[Stored items]
——————————

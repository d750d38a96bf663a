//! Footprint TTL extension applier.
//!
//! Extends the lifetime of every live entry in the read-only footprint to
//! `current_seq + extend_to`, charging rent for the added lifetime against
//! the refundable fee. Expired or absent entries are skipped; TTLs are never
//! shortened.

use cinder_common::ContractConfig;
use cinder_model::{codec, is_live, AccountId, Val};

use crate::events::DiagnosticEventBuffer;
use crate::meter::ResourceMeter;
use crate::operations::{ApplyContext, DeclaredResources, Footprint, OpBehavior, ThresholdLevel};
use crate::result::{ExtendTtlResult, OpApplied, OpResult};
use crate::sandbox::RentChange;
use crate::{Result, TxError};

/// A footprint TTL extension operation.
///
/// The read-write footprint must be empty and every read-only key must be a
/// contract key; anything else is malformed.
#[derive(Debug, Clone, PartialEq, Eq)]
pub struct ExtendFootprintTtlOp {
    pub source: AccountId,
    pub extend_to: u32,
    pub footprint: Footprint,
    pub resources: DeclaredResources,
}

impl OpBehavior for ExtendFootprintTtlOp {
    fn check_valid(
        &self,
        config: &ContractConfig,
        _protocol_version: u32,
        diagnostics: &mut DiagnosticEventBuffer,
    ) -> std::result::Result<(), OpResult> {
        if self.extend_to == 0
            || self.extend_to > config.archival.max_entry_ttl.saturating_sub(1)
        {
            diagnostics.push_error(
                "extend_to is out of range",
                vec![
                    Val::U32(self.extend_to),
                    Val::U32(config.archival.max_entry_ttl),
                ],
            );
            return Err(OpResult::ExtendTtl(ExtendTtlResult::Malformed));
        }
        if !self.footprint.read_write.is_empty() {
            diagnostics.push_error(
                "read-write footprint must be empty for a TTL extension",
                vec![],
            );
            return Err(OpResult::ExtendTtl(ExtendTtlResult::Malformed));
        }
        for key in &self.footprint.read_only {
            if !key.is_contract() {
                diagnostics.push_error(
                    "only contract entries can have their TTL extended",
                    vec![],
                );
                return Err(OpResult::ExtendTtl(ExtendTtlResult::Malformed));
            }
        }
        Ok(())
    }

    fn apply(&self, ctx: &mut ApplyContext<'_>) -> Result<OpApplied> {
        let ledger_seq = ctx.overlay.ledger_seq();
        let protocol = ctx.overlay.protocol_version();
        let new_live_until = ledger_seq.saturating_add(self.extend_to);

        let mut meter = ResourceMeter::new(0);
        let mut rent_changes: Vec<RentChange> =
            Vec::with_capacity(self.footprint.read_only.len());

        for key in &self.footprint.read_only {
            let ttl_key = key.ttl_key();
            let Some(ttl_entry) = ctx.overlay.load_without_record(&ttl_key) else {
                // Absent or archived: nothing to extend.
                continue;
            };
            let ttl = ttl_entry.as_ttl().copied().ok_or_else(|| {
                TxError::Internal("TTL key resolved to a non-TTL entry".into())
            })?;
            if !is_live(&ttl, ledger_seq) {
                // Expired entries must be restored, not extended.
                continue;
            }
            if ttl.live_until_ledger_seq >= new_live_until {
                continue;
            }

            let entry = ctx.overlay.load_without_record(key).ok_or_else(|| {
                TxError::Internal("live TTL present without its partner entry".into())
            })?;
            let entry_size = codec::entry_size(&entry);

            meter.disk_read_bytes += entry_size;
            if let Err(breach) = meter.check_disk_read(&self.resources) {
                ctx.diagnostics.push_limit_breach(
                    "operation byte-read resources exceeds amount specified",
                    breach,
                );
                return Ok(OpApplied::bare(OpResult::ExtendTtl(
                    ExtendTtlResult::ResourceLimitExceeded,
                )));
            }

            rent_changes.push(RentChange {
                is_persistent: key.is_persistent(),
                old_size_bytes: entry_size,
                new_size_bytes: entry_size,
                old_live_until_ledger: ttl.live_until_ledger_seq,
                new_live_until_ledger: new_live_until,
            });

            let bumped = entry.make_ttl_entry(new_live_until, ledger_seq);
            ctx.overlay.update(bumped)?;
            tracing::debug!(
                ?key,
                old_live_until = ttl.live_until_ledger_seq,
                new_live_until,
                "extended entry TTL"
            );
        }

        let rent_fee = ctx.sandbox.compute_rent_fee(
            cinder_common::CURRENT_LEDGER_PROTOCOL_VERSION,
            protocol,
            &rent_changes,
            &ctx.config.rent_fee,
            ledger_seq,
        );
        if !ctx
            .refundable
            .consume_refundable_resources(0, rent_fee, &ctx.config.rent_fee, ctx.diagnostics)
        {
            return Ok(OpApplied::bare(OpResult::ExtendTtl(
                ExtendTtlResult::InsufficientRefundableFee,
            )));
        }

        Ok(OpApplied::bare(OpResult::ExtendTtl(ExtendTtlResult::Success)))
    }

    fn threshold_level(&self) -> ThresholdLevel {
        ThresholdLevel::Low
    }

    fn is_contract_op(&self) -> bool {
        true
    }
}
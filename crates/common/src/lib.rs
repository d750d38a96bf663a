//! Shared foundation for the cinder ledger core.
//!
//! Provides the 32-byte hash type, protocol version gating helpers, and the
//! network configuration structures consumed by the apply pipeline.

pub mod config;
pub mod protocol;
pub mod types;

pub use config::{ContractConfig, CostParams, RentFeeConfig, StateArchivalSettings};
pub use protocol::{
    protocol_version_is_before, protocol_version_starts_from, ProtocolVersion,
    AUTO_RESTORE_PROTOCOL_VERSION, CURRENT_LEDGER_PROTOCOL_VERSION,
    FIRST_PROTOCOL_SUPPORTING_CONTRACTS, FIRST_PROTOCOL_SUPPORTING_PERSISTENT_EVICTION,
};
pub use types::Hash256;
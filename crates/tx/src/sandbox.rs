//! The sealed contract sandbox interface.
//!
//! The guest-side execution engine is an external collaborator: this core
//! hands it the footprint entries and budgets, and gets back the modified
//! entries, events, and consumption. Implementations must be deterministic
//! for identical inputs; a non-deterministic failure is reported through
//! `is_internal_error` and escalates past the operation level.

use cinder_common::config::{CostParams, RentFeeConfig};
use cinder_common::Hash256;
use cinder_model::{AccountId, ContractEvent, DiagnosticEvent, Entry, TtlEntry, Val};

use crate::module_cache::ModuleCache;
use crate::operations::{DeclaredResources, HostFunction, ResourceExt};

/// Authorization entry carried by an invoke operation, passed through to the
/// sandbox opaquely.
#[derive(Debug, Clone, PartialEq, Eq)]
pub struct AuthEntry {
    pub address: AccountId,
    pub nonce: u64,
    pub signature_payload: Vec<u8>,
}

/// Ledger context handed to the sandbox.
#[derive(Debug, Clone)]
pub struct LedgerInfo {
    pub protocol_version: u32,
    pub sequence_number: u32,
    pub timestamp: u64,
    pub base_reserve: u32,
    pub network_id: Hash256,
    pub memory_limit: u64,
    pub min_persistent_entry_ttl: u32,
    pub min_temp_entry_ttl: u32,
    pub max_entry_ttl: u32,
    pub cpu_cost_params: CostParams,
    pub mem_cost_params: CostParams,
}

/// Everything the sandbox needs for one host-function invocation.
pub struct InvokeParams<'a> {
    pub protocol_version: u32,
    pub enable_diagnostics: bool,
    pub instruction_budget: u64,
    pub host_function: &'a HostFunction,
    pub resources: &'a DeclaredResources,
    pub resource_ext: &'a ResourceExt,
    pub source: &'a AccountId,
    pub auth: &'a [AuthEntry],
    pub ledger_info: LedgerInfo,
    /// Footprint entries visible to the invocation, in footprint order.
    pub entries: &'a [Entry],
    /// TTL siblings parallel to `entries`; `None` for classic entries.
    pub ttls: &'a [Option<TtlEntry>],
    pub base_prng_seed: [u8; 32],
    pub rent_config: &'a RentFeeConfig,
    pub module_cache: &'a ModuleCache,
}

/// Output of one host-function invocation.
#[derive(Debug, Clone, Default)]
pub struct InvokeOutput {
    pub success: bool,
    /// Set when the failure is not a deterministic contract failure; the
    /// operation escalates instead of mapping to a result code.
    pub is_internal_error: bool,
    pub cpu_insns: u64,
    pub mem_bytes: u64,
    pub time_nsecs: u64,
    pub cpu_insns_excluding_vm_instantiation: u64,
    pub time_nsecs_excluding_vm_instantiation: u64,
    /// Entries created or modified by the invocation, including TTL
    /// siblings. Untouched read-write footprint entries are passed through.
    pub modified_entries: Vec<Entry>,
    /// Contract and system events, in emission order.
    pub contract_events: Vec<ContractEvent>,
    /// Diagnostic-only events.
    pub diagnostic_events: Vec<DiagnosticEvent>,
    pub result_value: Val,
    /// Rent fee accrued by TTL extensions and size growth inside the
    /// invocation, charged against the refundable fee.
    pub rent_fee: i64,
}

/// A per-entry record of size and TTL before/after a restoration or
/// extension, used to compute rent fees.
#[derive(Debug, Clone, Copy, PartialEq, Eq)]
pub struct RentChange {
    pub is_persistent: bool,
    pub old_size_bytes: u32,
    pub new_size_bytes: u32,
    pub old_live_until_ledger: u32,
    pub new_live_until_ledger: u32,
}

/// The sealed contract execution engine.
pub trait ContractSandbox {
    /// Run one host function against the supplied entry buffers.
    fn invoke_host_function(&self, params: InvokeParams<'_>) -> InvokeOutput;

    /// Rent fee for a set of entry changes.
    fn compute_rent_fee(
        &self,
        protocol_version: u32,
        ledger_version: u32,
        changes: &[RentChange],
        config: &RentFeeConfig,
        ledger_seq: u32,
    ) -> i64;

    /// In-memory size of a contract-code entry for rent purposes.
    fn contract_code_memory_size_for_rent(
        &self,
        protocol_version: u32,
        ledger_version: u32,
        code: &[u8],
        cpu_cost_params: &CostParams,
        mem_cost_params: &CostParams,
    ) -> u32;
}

——————————

[REQUIRED ACTION] Wherever the line holding "TTL extension applier." falls in the entries above, copy exactly from it through the line holding "use cinder_common::ContractConfig;", inclusive, and add nothing.

[RESULT]
//! Footprint TTL extension applier.
//!
//! Extends the lifetime of every live entry in the read-only footprint to
//! `current_seq + extend_to`, charging rent for the added lifetime against
//! the refundable fee. Expired or absent entries are skipped; TTLs are never
//! shortened.

use cinder_common::ContractConfig;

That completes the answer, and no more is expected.